River erosion has led to some exceptional discoveries, including one of the museum’s stars, the Tyrannosaurus rex ‘Black Beauty’, discovered by chance by two schoolchildren fishing in the Crowsnest River. (Its distinctive black bones are thought to come from manganese present in groundwater when it fossilized.) One of the best preserved T-Rex skeletons ever discovered in Alberta, its skull is 1.3 m long and approximately 1 m wide at the jaw, but as a sub-adult (the dinosaur equivalent of an adolescent) it is considered small by T-Rex standards.
Less than 1% of the three million individually cataloged specimens are on public display, with the remainder held in collection rooms and warehouses. One of the most important finds preserved there is an ornithomimosaurus (bird-mimicking lizard), fossilized in a deadly pose. “When our researchers studied it, they found that there were little black marks on the bones of the forelimbs that were the attachment points for the quills,” Gardner said. “These can also be seen on modern-day birds, so here is the first hard evidence that this group of dinosaurs had feathers.”
Protected in plaster and burlap casings, some 3,000 to 5,000 specimens arrive at the museum each year, the largest of which must be transferred from field excavations by helicopter. “Even the smallest pieces are considered valuable and vital for research,” said Rhian Russell, a paleontological conservationist who works in the collections department. “A small piece of bone can bear teeth marks. From this alone, scientists in the laboratory can deduce important new information, such as which species were preyed upon by other dinosaurs.”
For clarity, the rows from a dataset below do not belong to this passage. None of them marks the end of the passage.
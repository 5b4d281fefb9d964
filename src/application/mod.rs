//! Application layer services orchestrating the pipeline.
//!
//! Services consume repository and source traits and expose one method per
//! pipeline step, leaving presentation to the CLI.
//!
//! # Available Services
//!
//! - [`services::registry_service::RegistryService`] - Registry init and reconciliation
//! - [`services::placement_service::PlacementService`] - Per-draft-year placement refresh
//! - [`services::career_path_service::CareerPathService`] - Enriched career path build
//! - [`services::stats_service::StatsService`] - Country-per-year summary

pub mod services;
Many of the museum’s finest specimens were discovered in Dinosaur Provincial Park, a UNESCO World Heritage Site located 170 km southeast of Drumheller. “Most date back to the late Cretaceous, about 10 million years before the mass extinction of the dinosaurs,” said Amber Whitebone, a paleontologist guide at the park. “No other place on Earth can match the number and quality of specimens we have found here, which include more than 50 species of dinosaurs, 150 complete skeletons and 450 different fossilized organisms.”
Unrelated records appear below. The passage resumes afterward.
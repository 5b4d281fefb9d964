//! Shared JSON file helpers for the persistence layer.

use std::io::ErrorKind;
use std::path::{Path, PathBuf};

use serde::Serialize;
use serde::de::DeserializeOwned;
use serde_json::json;
use tokio::fs;

use crate::error::AppError;

/// Reads and parses `path`, returning `None` if the file does not exist.
pub async fn read_json_optional<T: DeserializeOwned>(path: &Path) -> Result<Option<T>, AppError> {
    let text = match fs::read_to_string(path).await {
        Ok(text) => text,
        Err(e) if e.kind() == ErrorKind::NotFound => return Ok(None),
        Err(e) => return Err(storage_error("Failed to read file", path, e)),
    };

    serde_json::from_str(&text).map(Some).map_err(|e| {
        AppError::storage(
            "Malformed JSON document",
            json!({
                "path": path.display().to_string(),
                "reason": e.to_string(),
                "line": e.line(),
            }),
        )
    })
}

/// Serializes `value` as pretty JSON and swaps it into place.
///
/// The document is written to a temporary sibling first and then renamed over
/// `path`, so readers never observe a half-written file.
pub async fn write_json_atomic<T: Serialize + ?Sized>(
    path: &Path,
    value: &T,
) -> Result<(), AppError> {
    if let Some(parent) = path.parent()
        && !parent.as_os_str().is_empty()
    {
        fs::create_dir_all(parent)
            .await
            .map_err(|e| storage_error("Failed to create directory", parent, e))?;
    }

    let mut body = serde_json::to_string_pretty(value)?;
    body.push('\n');

    let tmp = tmp_path(path);
    fs::write(&tmp, body)
        .await
        .map_err(|e| storage_error("Failed to write file", &tmp, e))?;
    fs::rename(&tmp, path)
        .await
        .map_err(|e| storage_error("Failed to replace file", path, e))?;

    Ok(())
}

fn tmp_path(path: &Path) -> PathBuf {
    let mut name = path.file_name().unwrap_or_default().to_os_string();
    name.push(".tmp");
    path.with_file_name(name)
}

fn storage_error(message: &str, path: &Path, e: std::io::Error) -> AppError {
    AppError::storage(
        message,
        json!({ "path": path.display().to_string(), "reason": e.to_string() }),
    )
}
The park attracts more than 100,000 visitors each year. One of the most popular guided tourist hikes involves discovering a vast bed of dinosaur bones that covers an area the size of two football fields and is the resting place of a herd of horned Centrosaurus, a relative of Triceratops. “The herd numbered over 1,000 individuals,” Whitebone said. “Based on the condition of their bones, it is believed they panicked and drowned while trying to cross a swollen river.”
Dinosaur fossils were first discovered in Alberta by the Blackfoot First Nations, who considered them not dinosaurs, but “grandfathers of the bison,” their most sacred animal. French trappers then arrived on the Red Deer River (which runs through Dinosaur Provincial Park) looking for beaver pelts to send to Europe, where they were in high demand for making top hats. “They traded with the Blackfeet who told them about the treasures that were underground,” Whitebone said. “Word spread and by the early 1900s, the great Canadian dinosaur rush was underway.”
More than a century after Alberta’s first fossil-hunting expeditions, the fascination with dinosaurs shows no signs of slowing. For Gardner, their study is essential to understanding the future. “We live on a dynamic, extinction-prone planet,” he said. “We know that life is rebounding, but it is no longer the major players that once dominated that are still here. Humans are now the apex predator on a planet witnessing unprecedented change. What happened to the dinosaurs should be a warning for all of us.”